### Aim of the exercise:
Filter the material, keeping only lines with the word "encode".

### Records for processing:
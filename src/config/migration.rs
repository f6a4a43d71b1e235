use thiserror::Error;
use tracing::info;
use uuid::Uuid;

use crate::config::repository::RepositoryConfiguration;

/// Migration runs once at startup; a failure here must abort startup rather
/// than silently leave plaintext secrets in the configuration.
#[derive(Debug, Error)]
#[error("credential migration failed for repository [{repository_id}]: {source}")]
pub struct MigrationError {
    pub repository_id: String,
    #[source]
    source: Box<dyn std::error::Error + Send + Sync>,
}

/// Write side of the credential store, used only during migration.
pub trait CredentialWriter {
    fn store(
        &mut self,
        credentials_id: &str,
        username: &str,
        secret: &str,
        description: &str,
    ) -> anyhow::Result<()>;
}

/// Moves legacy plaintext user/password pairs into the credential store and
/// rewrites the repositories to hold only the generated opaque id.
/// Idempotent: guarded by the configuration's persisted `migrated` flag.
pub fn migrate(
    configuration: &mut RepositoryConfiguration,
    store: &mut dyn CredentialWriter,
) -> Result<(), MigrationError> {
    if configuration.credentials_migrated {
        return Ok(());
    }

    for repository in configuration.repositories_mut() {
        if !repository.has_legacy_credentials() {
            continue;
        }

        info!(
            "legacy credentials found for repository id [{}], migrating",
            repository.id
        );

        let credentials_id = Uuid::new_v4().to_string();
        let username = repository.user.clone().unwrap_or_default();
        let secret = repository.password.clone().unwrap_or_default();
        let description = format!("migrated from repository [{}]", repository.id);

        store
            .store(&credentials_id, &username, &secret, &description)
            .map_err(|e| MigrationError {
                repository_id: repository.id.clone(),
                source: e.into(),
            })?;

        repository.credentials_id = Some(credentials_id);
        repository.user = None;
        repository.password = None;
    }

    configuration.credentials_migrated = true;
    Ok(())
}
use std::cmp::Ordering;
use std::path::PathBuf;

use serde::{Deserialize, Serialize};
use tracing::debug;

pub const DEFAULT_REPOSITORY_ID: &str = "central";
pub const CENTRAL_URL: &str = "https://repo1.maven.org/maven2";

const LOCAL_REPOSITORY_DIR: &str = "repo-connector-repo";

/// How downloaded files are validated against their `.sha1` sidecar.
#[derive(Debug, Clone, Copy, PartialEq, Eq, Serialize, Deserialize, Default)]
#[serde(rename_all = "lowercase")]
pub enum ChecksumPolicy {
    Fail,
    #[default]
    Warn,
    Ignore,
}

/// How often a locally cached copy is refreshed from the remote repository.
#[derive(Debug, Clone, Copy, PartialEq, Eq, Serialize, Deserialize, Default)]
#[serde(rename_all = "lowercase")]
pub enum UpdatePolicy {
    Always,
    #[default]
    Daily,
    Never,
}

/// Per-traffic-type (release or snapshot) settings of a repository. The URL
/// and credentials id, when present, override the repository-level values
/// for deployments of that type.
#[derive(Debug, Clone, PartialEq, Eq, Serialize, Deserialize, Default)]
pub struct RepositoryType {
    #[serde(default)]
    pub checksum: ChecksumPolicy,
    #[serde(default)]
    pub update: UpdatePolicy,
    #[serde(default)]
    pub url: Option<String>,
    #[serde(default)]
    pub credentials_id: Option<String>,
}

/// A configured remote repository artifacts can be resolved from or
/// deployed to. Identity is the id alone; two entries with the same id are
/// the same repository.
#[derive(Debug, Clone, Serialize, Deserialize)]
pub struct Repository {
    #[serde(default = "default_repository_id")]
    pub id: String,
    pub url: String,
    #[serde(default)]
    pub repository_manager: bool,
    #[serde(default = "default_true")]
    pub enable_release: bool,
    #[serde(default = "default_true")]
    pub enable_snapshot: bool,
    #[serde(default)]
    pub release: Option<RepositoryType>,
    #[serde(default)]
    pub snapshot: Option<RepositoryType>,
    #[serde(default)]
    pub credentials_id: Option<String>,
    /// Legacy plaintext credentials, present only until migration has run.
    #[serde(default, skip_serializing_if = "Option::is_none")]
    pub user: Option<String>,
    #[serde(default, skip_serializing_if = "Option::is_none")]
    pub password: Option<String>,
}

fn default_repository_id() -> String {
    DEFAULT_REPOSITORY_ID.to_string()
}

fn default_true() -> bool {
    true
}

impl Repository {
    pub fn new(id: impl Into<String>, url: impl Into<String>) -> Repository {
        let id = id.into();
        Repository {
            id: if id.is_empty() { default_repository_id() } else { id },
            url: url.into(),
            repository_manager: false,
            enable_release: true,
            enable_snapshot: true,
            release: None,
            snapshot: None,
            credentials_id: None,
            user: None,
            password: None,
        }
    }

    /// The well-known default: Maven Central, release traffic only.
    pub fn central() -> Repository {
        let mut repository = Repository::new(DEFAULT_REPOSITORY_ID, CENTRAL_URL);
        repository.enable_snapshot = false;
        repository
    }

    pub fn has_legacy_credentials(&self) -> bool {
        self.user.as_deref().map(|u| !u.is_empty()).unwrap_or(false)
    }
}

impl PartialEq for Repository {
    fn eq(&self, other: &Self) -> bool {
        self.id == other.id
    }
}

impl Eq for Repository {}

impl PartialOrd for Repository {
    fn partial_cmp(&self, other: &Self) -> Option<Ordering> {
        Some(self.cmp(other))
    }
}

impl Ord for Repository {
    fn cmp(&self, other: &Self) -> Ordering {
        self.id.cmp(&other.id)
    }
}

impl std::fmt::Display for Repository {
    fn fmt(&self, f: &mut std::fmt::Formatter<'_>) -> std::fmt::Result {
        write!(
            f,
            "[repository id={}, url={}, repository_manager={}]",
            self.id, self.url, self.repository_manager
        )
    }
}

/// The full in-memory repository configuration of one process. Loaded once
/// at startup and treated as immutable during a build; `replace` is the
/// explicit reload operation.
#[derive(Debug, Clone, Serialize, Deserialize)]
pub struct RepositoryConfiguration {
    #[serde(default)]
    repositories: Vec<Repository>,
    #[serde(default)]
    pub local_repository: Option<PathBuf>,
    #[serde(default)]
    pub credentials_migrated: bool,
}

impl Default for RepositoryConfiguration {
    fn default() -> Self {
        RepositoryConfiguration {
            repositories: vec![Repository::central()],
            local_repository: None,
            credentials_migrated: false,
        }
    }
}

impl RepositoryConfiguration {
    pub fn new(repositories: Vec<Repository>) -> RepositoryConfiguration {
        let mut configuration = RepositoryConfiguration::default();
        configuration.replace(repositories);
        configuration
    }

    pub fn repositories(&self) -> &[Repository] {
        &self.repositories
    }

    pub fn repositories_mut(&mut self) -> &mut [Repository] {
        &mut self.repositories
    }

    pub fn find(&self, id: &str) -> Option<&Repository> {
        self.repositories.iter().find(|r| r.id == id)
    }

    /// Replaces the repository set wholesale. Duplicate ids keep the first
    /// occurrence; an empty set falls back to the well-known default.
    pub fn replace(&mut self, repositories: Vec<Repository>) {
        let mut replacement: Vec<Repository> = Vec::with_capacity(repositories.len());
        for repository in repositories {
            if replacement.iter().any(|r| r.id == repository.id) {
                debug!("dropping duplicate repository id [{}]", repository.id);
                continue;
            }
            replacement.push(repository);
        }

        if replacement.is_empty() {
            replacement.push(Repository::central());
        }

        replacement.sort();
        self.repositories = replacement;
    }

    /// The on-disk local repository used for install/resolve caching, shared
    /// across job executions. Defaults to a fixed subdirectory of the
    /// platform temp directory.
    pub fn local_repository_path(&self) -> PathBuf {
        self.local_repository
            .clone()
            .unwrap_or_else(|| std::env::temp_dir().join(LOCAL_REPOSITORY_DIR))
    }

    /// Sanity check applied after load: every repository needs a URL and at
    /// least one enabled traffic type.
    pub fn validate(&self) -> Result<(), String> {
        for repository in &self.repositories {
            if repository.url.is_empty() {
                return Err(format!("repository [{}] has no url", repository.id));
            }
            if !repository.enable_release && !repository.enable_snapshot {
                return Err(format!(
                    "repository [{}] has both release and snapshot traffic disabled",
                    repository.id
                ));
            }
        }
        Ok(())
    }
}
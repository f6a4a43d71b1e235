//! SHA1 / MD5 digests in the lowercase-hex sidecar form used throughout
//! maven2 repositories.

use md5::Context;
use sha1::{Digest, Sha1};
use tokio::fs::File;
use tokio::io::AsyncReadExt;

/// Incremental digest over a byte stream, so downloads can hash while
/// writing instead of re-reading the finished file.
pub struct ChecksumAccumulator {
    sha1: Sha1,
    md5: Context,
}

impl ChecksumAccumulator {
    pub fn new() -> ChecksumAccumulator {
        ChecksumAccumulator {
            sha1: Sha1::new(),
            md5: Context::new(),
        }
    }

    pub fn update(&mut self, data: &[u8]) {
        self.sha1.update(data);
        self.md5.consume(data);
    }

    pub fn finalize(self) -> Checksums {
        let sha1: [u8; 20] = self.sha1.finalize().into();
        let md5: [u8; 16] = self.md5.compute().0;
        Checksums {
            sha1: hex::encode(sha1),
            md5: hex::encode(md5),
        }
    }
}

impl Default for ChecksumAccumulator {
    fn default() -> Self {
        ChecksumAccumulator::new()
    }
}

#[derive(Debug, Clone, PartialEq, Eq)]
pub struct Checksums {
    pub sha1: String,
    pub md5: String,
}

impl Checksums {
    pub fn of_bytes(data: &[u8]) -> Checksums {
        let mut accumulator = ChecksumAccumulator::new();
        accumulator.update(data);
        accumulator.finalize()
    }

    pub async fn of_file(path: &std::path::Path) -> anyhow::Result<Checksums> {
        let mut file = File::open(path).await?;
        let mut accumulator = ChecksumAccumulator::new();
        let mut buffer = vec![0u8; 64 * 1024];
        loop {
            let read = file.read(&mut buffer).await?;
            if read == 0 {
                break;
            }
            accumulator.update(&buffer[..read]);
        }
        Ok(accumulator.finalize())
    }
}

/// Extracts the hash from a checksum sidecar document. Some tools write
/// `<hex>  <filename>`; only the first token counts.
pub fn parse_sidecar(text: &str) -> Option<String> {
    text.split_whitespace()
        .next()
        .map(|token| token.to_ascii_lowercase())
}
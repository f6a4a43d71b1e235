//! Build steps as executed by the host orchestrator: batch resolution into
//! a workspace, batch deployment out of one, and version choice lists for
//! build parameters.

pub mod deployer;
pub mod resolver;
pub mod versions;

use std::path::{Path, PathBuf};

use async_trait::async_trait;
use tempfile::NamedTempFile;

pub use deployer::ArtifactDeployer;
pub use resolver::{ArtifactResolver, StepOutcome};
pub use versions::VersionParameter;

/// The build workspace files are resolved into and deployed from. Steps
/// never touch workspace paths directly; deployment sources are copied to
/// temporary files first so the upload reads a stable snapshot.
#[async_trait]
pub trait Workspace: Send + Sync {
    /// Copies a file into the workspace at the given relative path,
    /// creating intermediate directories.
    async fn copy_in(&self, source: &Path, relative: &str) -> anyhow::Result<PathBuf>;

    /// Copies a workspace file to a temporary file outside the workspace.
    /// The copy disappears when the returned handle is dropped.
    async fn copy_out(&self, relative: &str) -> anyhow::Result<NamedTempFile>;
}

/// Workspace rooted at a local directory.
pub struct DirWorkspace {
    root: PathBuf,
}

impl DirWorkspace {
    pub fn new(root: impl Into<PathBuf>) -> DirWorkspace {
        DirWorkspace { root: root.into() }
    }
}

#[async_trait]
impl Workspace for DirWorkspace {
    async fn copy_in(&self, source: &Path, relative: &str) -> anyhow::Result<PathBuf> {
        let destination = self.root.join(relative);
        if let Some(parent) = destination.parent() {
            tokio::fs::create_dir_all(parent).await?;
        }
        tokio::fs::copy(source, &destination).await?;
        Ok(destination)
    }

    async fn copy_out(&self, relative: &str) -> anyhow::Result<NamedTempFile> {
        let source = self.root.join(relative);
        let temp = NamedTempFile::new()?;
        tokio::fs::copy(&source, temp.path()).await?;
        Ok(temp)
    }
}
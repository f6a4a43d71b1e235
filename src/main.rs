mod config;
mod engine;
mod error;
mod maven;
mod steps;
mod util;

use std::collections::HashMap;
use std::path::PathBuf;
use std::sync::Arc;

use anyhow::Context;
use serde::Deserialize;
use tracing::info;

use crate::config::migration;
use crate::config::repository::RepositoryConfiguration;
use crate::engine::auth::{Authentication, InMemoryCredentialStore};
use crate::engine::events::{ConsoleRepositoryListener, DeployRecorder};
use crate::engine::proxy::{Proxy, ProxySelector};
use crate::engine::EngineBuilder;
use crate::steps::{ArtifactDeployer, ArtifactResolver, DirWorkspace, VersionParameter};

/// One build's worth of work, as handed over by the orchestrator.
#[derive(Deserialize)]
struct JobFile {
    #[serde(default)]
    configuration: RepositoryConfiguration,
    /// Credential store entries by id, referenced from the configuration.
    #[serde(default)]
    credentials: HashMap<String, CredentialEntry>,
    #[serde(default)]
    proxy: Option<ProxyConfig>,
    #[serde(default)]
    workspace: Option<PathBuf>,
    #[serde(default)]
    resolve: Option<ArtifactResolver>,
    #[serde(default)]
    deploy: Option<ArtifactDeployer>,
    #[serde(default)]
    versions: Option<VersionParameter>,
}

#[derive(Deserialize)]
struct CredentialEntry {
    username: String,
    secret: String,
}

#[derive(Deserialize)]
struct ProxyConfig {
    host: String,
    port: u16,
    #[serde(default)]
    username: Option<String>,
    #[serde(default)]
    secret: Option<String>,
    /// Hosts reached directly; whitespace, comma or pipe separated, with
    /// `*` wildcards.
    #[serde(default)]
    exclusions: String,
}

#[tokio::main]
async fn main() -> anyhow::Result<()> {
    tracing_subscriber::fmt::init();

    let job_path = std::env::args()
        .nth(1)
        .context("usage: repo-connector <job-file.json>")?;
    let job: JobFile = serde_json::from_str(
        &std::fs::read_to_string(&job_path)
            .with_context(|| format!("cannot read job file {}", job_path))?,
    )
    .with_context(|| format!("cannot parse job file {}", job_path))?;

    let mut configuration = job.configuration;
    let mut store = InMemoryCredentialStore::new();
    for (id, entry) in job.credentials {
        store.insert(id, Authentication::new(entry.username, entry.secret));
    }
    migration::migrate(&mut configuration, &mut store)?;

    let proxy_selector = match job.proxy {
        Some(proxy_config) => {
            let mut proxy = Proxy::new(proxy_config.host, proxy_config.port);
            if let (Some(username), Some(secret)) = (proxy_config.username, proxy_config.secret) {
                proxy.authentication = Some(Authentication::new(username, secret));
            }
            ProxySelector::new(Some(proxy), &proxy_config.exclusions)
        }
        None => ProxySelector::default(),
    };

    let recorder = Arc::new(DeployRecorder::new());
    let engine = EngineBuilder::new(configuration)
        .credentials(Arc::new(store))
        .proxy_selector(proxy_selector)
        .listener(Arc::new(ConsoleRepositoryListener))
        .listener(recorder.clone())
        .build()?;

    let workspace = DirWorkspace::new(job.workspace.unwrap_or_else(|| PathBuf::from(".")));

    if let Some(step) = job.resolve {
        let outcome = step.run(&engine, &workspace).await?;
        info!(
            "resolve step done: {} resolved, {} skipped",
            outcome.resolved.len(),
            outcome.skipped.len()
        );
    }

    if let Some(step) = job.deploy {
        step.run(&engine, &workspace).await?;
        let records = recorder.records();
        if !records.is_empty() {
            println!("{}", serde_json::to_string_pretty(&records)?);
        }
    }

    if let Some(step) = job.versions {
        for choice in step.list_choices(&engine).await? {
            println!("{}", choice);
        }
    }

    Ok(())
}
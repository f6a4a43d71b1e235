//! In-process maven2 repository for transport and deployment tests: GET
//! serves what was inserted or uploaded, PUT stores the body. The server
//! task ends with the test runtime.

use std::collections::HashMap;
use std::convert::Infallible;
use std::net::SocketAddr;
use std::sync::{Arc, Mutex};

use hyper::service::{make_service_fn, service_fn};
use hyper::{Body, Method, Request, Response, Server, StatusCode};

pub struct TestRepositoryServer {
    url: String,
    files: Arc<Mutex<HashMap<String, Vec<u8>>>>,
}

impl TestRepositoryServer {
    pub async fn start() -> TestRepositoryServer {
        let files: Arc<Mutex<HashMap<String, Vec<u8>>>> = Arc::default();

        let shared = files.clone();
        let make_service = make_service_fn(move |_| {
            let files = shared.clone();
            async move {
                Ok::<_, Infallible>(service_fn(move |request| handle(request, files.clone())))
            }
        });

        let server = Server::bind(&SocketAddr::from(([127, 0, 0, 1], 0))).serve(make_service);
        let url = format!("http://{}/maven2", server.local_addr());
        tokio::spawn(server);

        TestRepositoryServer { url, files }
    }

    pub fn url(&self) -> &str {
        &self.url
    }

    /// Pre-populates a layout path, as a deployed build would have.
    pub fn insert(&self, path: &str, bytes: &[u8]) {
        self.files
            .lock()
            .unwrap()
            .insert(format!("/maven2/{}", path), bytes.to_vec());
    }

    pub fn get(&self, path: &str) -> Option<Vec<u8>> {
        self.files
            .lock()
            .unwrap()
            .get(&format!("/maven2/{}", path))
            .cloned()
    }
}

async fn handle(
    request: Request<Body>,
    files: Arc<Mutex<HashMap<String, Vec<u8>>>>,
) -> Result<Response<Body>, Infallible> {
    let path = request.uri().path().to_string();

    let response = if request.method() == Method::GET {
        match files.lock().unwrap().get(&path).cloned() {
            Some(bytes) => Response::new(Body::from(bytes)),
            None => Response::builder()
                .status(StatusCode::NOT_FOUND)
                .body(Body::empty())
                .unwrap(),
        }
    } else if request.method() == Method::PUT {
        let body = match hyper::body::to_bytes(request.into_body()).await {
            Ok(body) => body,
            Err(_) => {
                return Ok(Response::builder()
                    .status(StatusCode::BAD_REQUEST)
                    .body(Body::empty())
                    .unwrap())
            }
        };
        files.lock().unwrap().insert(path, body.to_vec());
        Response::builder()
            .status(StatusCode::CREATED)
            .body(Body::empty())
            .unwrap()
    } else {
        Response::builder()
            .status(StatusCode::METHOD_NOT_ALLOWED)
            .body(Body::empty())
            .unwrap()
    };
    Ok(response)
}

### Response area:
            sha1: hex::encode(sha1),
            md5: hex::encode(md5),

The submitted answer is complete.